A quarant’anni dall’embargo petrolifero del 16 ottobre del 1973 messo a punto dai sauditi contro gli americani, in rappresaglia per l’appoggio di Washington a Israele nella guerra di Yom Kippur, “gli Stati Uniti hanno l’occasione storica di guidare una controrivoluzione contro il mondo energetico che fa capo all’Opec”, scrivono due analisti sul sito di Foreign Policy (1).
L’America può democratizzare il settore energetico, come “la Silicon Valley ha democratizzato il settore dell’informazione”, e questo sarebbe un bene per l’economia mondiale, che dipende anche dall’Opec - l'organizzazione cui aderisce una parte importante dei produttori di petrolio. Gli effetti di un cambiamento così epocale come quello che vede l’America proiettata a essere non soltanto autosufficiente in materia di petrolio e gas, ma anche esportatore, vanno al di là del prezzo delle materie prime, riguardano anche i rapporti di potere nei paesi che finora sono stati unici burattinai del settore: significa che i dittatori forti soltanto delle loro risorse dovranno fare i conti con i loro popoli – e questo vale, dal punto di vista del gas, anche per la Russia.

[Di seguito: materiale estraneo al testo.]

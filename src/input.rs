// src/input.rs
// =============================================================================
// Reads the pasted text that contains the repository URLs.
//
// The user pastes a block of text and finishes with two empty lines in a row
// (or Ctrl+D / end of a pipe). One empty line inside the paste is kept, so
// blank lines between paragraphs don't cut the input short.
// =============================================================================

use std::io::{self, BufRead};

// Reads lines until two consecutive empty lines or EOF
//
// Parameters:
//   reader: any buffered reader (stdin lock, file, or a byte slice in tests)
//
// Returns: the lines joined with '\n', without the terminating empty lines
pub fn read_pasted_text<R: BufRead>(reader: R) -> io::Result<String> {
    let mut lines: Vec<String> = Vec::new();

    for line in reader.lines() {
        let line = line?;
        if line.is_empty() && lines.last().is_some_and(|last| last.is_empty()) {
            lines.pop();
            break;
        }
        lines.push(line);
    }

    Ok(lines.join("\n"))
}
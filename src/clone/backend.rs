// src/clone/backend.rs
// =============================================================================
// The primitive every clone task relies on: "clone this URL into this path".
//
// Production uses GitCli, which runs `git clone` as a child process.
// Tests plug in fake backends through the same trait, so the scheduler can be
// exercised without network access.
//
// Rust concepts:
// - Traits: A shared interface with several implementations
// - async-trait: Lets a trait have async methods whose futures are Send
// - tokio::process: Spawn a child process without blocking the runtime
// =============================================================================

use std::ffi::OsString;
use std::io;
use std::path::Path;
use std::process::Stdio;

use async_trait::async_trait;
use thiserror::Error;
use tokio::process::Command;

/// Errors reported by a clone backend
///
/// `Command` means git ran and refused (bad URL, private repo, network).
/// `Spawn` means git could not be started at all.
#[derive(Error, Debug)]
pub enum BackendError {
    #[error("{detail} (exit code {})", describe_code(code))]
    Command { code: Option<i32>, detail: String },

    #[error("could not run git: {0}")]
    Spawn(#[source] io::Error),
}

// Killed-by-signal exits have no code
fn describe_code(code: &Option<i32>) -> String {
    match code {
        Some(code) => code.to_string(),
        None => "none".to_string(),
    }
}

#[async_trait]
pub trait CloneBackend: Send + Sync {
    /// Clones `url` into `target`. `target` does not exist when this is called.
    async fn clone_repo(&self, url: &str, target: &Path) -> Result<(), BackendError>;
}

/// Clones with the `git` executable found on PATH
#[derive(Debug, Clone)]
pub struct GitCli {
    program: OsString,
}

impl GitCli {
    /// Uses a specific git executable instead of the one on PATH
    pub fn with_program(program: impl Into<OsString>) -> Self {
        Self {
            program: program.into(),
        }
    }
}

impl Default for GitCli {
    fn default() -> Self {
        Self::with_program("git")
    }
}

#[async_trait]
impl CloneBackend for GitCli {
    async fn clone_repo(&self, url: &str, target: &Path) -> Result<(), BackendError> {
        // GIT_TERMINAL_PROMPT=0 makes git fail instead of asking for a
        // username when a repository is private or missing.
        let output = Command::new(&self.program)
            .arg("clone")
            .arg("--quiet")
            .arg("--")
            .arg(url)
            .arg(target)
            .env("GIT_TERMINAL_PROMPT", "0")
            .stdin(Stdio::null())
            .output()
            .await
            .map_err(BackendError::Spawn)?;

        if output.status.success() {
            return Ok(());
        }

        let stderr = String::from_utf8_lossy(&output.stderr);
        let detail = match stderr.trim() {
            "" => "git exited without an error message".to_string(),
            message => message.to_string(),
        };

        Err(BackendError::Command {
            code: output.status.code(),
            detail,
        })
    }
}
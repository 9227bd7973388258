// src/batch/mod.rs
// =============================================================================
// This module runs many clone tasks at once and collects their outcomes.
//
// Submodules:
// - scheduler: Bounded worker pool that fans URLs out to clone tasks
// - result: The summary (counts + failed URLs) built as tasks finish
// =============================================================================

mod result;
mod scheduler;

pub use result::BatchResult;
pub use scheduler::BatchScheduler;
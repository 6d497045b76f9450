//! Session storage for in-progress dialogues
//!
//! A chat has an entry only while it is mid-dialogue. Storing
//! [`IntakeState::Idle`] removes the entry instead.

use crate::state_machine::{ChatId, IntakeState};
use async_trait::async_trait;
use std::collections::HashMap;
use std::sync::Arc;
use tokio::sync::RwLock;

/// Mapping from conversation identity to dialogue state
#[async_trait]
pub trait SessionStore: Send + Sync {
    /// Current session, `None` when the chat is idle
    async fn get(&self, chat_id: ChatId) -> Option<IntakeState>;

    /// Overwrite the session. Storing `Idle` is equivalent to [`SessionStore::remove`].
    async fn put(&self, chat_id: ChatId, state: IntakeState);

    /// Drop the session; no-op if absent
    async fn remove(&self, chat_id: ChatId);
}

#[async_trait]
impl<T: SessionStore + ?Sized> SessionStore for Arc<T> {
    async fn get(&self, chat_id: ChatId) -> Option<IntakeState> {
        (**self).get(chat_id).await
    }

    async fn put(&self, chat_id: ChatId, state: IntakeState) {
        (**self).put(chat_id, state).await;
    }

    async fn remove(&self, chat_id: ChatId) {
        (**self).remove(chat_id).await;
    }
}

/// Process-local session store, lost on restart
#[derive(Default)]
pub struct InMemorySessionStore {
    sessions: RwLock<HashMap<ChatId, IntakeState>>,
}

impl InMemorySessionStore {
    pub fn new() -> Self {
        Self::default()
    }

    /// Number of chats currently mid-dialogue
    pub async fn len(&self) -> usize {
        self.sessions.read().await.len()
    }
}

#[async_trait]
impl SessionStore for InMemorySessionStore {
    async fn get(&self, chat_id: ChatId) -> Option<IntakeState> {
        self.sessions.read().await.get(&chat_id).cloned()
    }

    async fn put(&self, chat_id: ChatId, state: IntakeState) {
        let mut sessions = self.sessions.write().await;
        if state.is_active() {
            sessions.insert(chat_id, state);
        } else {
            sessions.remove(&chat_id);
        }
    }

    async fn remove(&self, chat_id: ChatId) {
        self.sessions.write().await.remove(&chat_id);
    }
}
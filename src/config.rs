//! Process configuration from the environment
//!
//! Everything is read and validated once at startup so a bad value fails the
//! process before any dialogue begins.

use crate::state_machine::event::{DEFAULT_START_PATTERN, DEFAULT_WELCOME_PATTERN};
use crate::state_machine::Triggers;
use std::net::{IpAddr, Ipv4Addr, SocketAddr};
use std::time::Duration;
use thiserror::Error;

const DEFAULT_PORT: u16 = 4000;
const DEFAULT_POLL_TIMEOUT_SECS: u64 = 30;

#[derive(Debug, Error)]
pub enum ConfigError {
    #[error("Missing required environment variable {0}")]
    Missing(&'static str),
    #[error("Invalid value for {name}: {message}")]
    Invalid { name: &'static str, message: String },
}

/// Runtime configuration
#[derive(Debug, Clone)]
pub struct Config {
    /// Bot API token
    pub bot_token: String,
    /// Record store location (`sqlite://path` or a plain path)
    pub store_uri: String,
    /// Address of the status HTTP server
    pub listen_addr: SocketAddr,
    /// Override for the Bot API endpoint (e.g. a local Bot API server)
    pub api_base: Option<String>,
    /// Long-poll wait per `getUpdates` call
    pub poll_timeout: Duration,
    pub triggers: Triggers,
}

impl Config {
    pub fn from_env() -> Result<Self, ConfigError> {
        Self::from_lookup(|name| std::env::var(name).ok())
    }

    /// Build from an arbitrary variable lookup (used by tests)
    pub fn from_lookup(lookup: impl Fn(&str) -> Option<String>) -> Result<Self, ConfigError> {
        let var = |name: &str| lookup(name).filter(|v| !v.trim().is_empty());

        let bot_token = var("BOT_TOKEN").ok_or(ConfigError::Missing("BOT_TOKEN"))?;
        let store_uri = var("API_URI").ok_or(ConfigError::Missing("API_URI"))?;

        let host: IpAddr = match var("HOST") {
            Some(h) => h.parse().map_err(|e| invalid("HOST", e))?,
            None => IpAddr::V4(Ipv4Addr::LOCALHOST),
        };
        let port: u16 = match var("PORT") {
            Some(p) => p.parse().map_err(|e| invalid("PORT", e))?,
            None => DEFAULT_PORT,
        };
        let poll_timeout_secs: u64 = match var("POLL_TIMEOUT_SECS") {
            Some(t) => t.parse().map_err(|e| invalid("POLL_TIMEOUT_SECS", e))?,
            None => DEFAULT_POLL_TIMEOUT_SECS,
        };

        let start = var("START_PATTERN").unwrap_or_else(|| DEFAULT_START_PATTERN.to_string());
        let welcome = var("WELCOME_PATTERN").unwrap_or_else(|| DEFAULT_WELCOME_PATTERN.to_string());
        let triggers = Triggers::new(&start, &welcome).map_err(|e| invalid("START_PATTERN/WELCOME_PATTERN", e))?;

        Ok(Self {
            bot_token,
            store_uri,
            listen_addr: SocketAddr::new(host, port),
            api_base: var("TELEGRAM_API_BASE"),
            poll_timeout: Duration::from_secs(poll_timeout_secs),
            triggers,
        })
    }
}

fn invalid(name: &'static str, e: impl std::fmt::Display) -> ConfigError {
    ConfigError::Invalid {
        name,
        message: e.to_string(),
    }
}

Ma c’è un altro lato della questione, che riguarda gli americani, i quali potrebbero non godere dei benefici di questa controrivoluzione. Di certo, non lo stanno facendo ora, anche se il processo è ben più che attivato. In un lungo racconto su Newsweek (2), Leah McGrath Goodman fa un viaggio nelle terre in cui le trivelle hanno sostituito il panorama tradizionale, le terre dei contribuenti americani.

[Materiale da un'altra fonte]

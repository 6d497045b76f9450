//! Runtime for executing intake conversations
//!
//! One worker task per chat serializes that chat's events while different
//! chats proceed concurrently. A worker retires once its queue is empty and
//! its chat has no session; the next event for that chat starts a new one.

mod executor;
mod poller;
pub mod traits;


pub use executor::ConversationRuntime;
pub use poller::run_polling;
pub use traits::*;

use crate::session_store::{InMemorySessionStore, SessionStore};
use crate::state_machine::{ChatId, Event};
use crate::telegram::TelegramClient;
use std::collections::HashMap;
use std::sync::Arc;
use thiserror::Error;
use tokio::sync::{mpsc, RwLock};
use tokio_util::task::TaskTracker;

/// Type alias for the production manager with concrete implementations
pub type ProductionManager = RuntimeManager<InMemorySessionStore, DatabaseSink, TelegramClient>;

/// Live workers by chat. Senders are only used while holding the read lock,
/// so a worker holding the write lock sees a stable queue.
pub(crate) type Registry = Arc<RwLock<HashMap<ChatId, ConversationHandle>>>;

#[derive(Debug, Error)]
pub enum RuntimeError {
    #[error("Conversation runtime for chat {0} is gone")]
    RuntimeGone(ChatId),
}

/// Handle to interact with a running conversation
#[derive(Clone)]
pub struct ConversationHandle {
    /// Unbounded: queueing never blocks the poller behind a slow chat
    pub event_tx: mpsc::UnboundedSender<Event>,
}

/// Manager for all conversation runtimes
pub struct RuntimeManager<S, R, M>
where
    S: SessionStore + 'static,
    R: RecordSink + 'static,
    M: MessageSender + 'static,
{
    sessions: Arc<S>,
    sink: Arc<R>,
    sender: Arc<M>,
    runtimes: Registry,
    tasks: TaskTracker,
}

impl<S, R, M> RuntimeManager<S, R, M>
where
    S: SessionStore + 'static,
    R: RecordSink + 'static,
    M: MessageSender + 'static,
{
    pub fn new(sessions: Arc<S>, sink: Arc<R>, sender: Arc<M>) -> Self {
        Self {
            sessions,
            sink,
            sender,
            runtimes: Arc::new(RwLock::new(HashMap::new())),
            tasks: TaskTracker::new(),
        }
    }

    /// Queue an event for a chat, preserving arrival order per chat.
    /// Never waits on the chat's worker.
    pub async fn dispatch(&self, chat_id: ChatId, event: Event) -> Result<(), RuntimeError> {
        let event = {
            let runtimes = self.runtimes.read().await;
            match runtimes.get(&chat_id) {
                Some(handle) => match handle.event_tx.send(event) {
                    Ok(()) => return Ok(()),
                    Err(mpsc::error::SendError(event)) => event,
                },
                None => event,
            }
        };

        let mut runtimes = self.runtimes.write().await;
        // Another dispatcher may have started a worker meanwhile
        let event = match runtimes.get(&chat_id) {
            Some(handle) => match handle.event_tx.send(event) {
                Ok(()) => return Ok(()),
                Err(mpsc::error::SendError(event)) => {
                    // Workers deregister before exiting; a closed queue means a panic
                    tracing::warn!(chat_id = %chat_id, "Conversation runtime stopped, restarting");
                    runtimes.remove(&chat_id);
                    event
                }
            },
            None => event,
        };

        let handle = self.spawn_runtime(chat_id);
        handle
            .event_tx
            .send(event)
            .map_err(|_| RuntimeError::RuntimeGone(chat_id))?;
        runtimes.insert(chat_id, handle);
        Ok(())
    }

    fn spawn_runtime(&self, chat_id: ChatId) -> ConversationHandle {
        let (event_tx, event_rx) = mpsc::unbounded_channel();
        let runtime = ConversationRuntime::new(
            chat_id,
            self.sessions.clone(),
            self.sink.clone(),
            self.sender.clone(),
            event_rx,
            self.runtimes.clone(),
        );

        self.tasks.spawn(async move {
            runtime.run().await;
        });

        ConversationHandle { event_tx }
    }

    /// Number of chats with a live worker
    pub async fn conversation_count(&self) -> usize {
        self.runtimes.read().await.len()
    }

    /// Get the session store
    pub fn sessions(&self) -> &Arc<S> {
        &self.sessions
    }

    /// Close every conversation channel and wait until the workers have
    /// applied their queued events and exited
    pub async fn shutdown(&self) {
        let drained = std::mem::take(&mut *self.runtimes.write().await);
        tracing::info!(conversations = drained.len(), "Stopping conversation runtimes");
        drop(drained);

        self.tasks.close();
        self.tasks.wait().await;
        tracing::info!("Conversation runtimes stopped");
    }
}
//! Property-based tests for the state machine
//!
//! These tests verify key invariants hold across all possible inputs.

use super::state::Step;
use super::*;
use proptest::prelude::*;

// ============================================================================
// Arbitrary Generators
// ============================================================================

fn arb_name() -> impl Strategy<Value = String> {
    "[a-zA-Z ]{1,30}"
}

fn arb_state() -> impl Strategy<Value = IntakeState> {
    prop_oneof![
        Just(IntakeState::Idle),
        Just(IntakeState::AwaitingName),
        arb_name().prop_map(|name| IntakeState::AwaitingEmail { name }),
    ]
}

fn arb_invalid_email() -> impl Strategy<Value = String> {
    "[a-zA-Z0-9 .#!-]{0,40}"
}

fn arb_valid_email() -> impl Strategy<Value = String> {
    ("[a-z0-9.]{1,12}", "[a-z]{1,10}\\.[a-z]{2,4}").prop_map(|(user, host)| format!("{user}@{host}"))
}

fn arb_event() -> impl Strategy<Value = Event> {
    prop_oneof![
        Just(Event::Start),
        Just(Event::Welcome),
        arb_invalid_email().prop_map(Event::Text),
        arb_valid_email().prop_map(Event::Text),
    ]
}

// ============================================================================
// Invariants
// ============================================================================

proptest! {
    // Invariant 1: Start from any state yields AwaitingName with no collected data
    #[test]
    fn prop_start_always_resets(state in arb_state()) {
        let result = transition(&state, Event::Start);
        prop_assert_eq!(&result.new_state, &IntakeState::AwaitingName);
        prop_assert_eq!(result.new_state.name(), None);
        prop_assert_eq!(result.reply(), Some(&Reply::AskName));
        prop_assert!(result.record().is_none());
    }

    // Invariant 2: Rejected emails never mutate the name or advance the step
    #[test]
    fn prop_invalid_email_is_idempotent(
        name in arb_name(),
        attempts in proptest::collection::vec(arb_invalid_email(), 1..10)
    ) {
        let initial = IntakeState::AwaitingEmail { name };
        let mut state = initial.clone();
        for attempt in attempts {
            let result = transition(&state, Event::Text(attempt));
            prop_assert_eq!(&result.new_state, &initial);
            prop_assert_eq!(result.reply(), Some(&Reply::InvalidEmail));
            prop_assert!(result.record().is_none());
            state = result.new_state;
        }
    }

    // Invariant 3: Free text without a session produces nothing
    #[test]
    fn prop_idle_text_is_silent(text in "[^/]{0,40}") {
        let result = transition(&IntakeState::Idle, Event::Text(text));
        prop_assert_eq!(result.new_state, IntakeState::Idle);
        prop_assert!(result.effects.is_empty());
    }

    // Invariant 4: A record is emitted exactly when the dialogue returns to Idle
    // from AwaitingEmail, and it always carries the collected name
    #[test]
    fn prop_record_only_on_completion(state in arb_state(), event in arb_event()) {
        let result = transition(&state, event);
        match result.record() {
            Some(record) => {
                prop_assert_eq!(Some(record.name.as_str()), state.name());
                prop_assert!(record.email.contains('@'));
                prop_assert!(!result.new_state.is_active());
            }
            None => {
                prop_assert!(
                    !(matches!(state, IntakeState::AwaitingEmail { .. })
                        && result.new_state == IntakeState::Idle),
                    "Left AwaitingEmail for Idle without a record"
                );
            }
        }
    }

    // Invariant 5: At most one outbound message per transition
    #[test]
    fn prop_at_most_one_effect(state in arb_state(), event in arb_event()) {
        let result = transition(&state, event);
        prop_assert!(result.effects.len() <= 1);
    }

    // Invariant 6: A name is present whenever the new state awaits an email
    #[test]
    fn prop_awaiting_email_has_name(
        state in arb_state(),
        events in proptest::collection::vec(arb_event(), 0..12)
    ) {
        let mut state = state;
        for event in events {
            state = transition(&state, event).new_state;
            if state.step() == Step::AwaitingEmail {
                prop_assert!(state.name().is_some());
            }
        }
    }

    // Invariant 7: Welcome never changes the state
    #[test]
    fn prop_welcome_is_side_channel(state in arb_state()) {
        let result = transition(&state, Event::Welcome);
        prop_assert_eq!(&result.new_state, &state);
        prop_assert_eq!(result.reply(), Some(&Reply::Welcome));
    }
}
//! Telegram Bot API wire types (the subset the bot uses)

use serde::{Deserialize, Serialize};

/// Envelope of every Bot API response
#[derive(Debug, Deserialize)]
pub struct ApiResponse<T> {
    pub ok: bool,
    pub result: Option<T>,
    pub description: Option<String>,
    pub error_code: Option<u16>,
    pub parameters: Option<ResponseParameters>,
}

#[derive(Debug, Deserialize)]
pub struct ResponseParameters {
    pub retry_after: Option<u64>,
}

/// An incoming update
#[derive(Debug, Clone, PartialEq, Deserialize)]
pub struct Update {
    pub update_id: i64,
    #[serde(default)]
    pub message: Option<Message>,
}

#[derive(Debug, Clone, PartialEq, Deserialize)]
pub struct Message {
    pub chat: Chat,
    /// Absent for photos, stickers and other non-text messages
    #[serde(default)]
    pub text: Option<String>,
}

#[derive(Debug, Clone, PartialEq, Deserialize)]
pub struct Chat {
    pub id: i64,
}

#[derive(Debug, Serialize)]
pub(super) struct GetUpdatesRequest {
    pub offset: Option<i64>,
    pub timeout: u64,
    pub allowed_updates: Vec<String>,
}

#[derive(Debug, Serialize)]
pub(super) struct SendMessageRequest<'a> {
    pub chat_id: i64,
    pub text: &'a str,
}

Il 2011 è stato il primo anno in cui l’America è diventata un esportatore netto di petrolio, cosa che non accadeva dal 1949. Ma il beneficio finanziario per i proprietari delle terre – i cittadini americani – non c’è. “L’America fa pagare la licenza di trivellare su un acro di terra per dieci anni meno di quanto Starbucks fa pagare un caffè”, cioè due dollari. E’ un valore che è stato stabilito nel 1987, il suo valore attualizzato è pari a 50 centesimi, quindi, se i prezzi dell’energia esplodono, l’America fa pagare i diritti di trivellazione a Big Oil – ché di queste compagnie poi si tratta – un quarto di quanto li faceva pagare circa 30 anni fa. Lo stesso meccanismo al ribasso si ha nel caso delle royalties sull’estrazione delle risorse. Gli ultimi anni di trivellazioni (2010-2012) hanno portato 11 miliardi di entrate per il governo federale non soltanto per quel che riguarda petrolio e gas, ma tutte le risorse naturali, incluso il carbone.
“I cittadini americani non stanno soltanto dando via le loro risorse naturali, ma stanno anche pagando le Big Oil per portarsele via”, scrive l’autrice dell’articolo. Significa, in poche parole, che l’indipendenza energetica dell’America non comporta prezzi per l’energia più bassa, ossia non c’è nessun profitto per i cittadini, e nemmeno per le casse dello stato. Come diceva John Paul Getty, fondatore di Getty Oil: “I miti erediteranno la terra, tranne i diritti sui minerali”.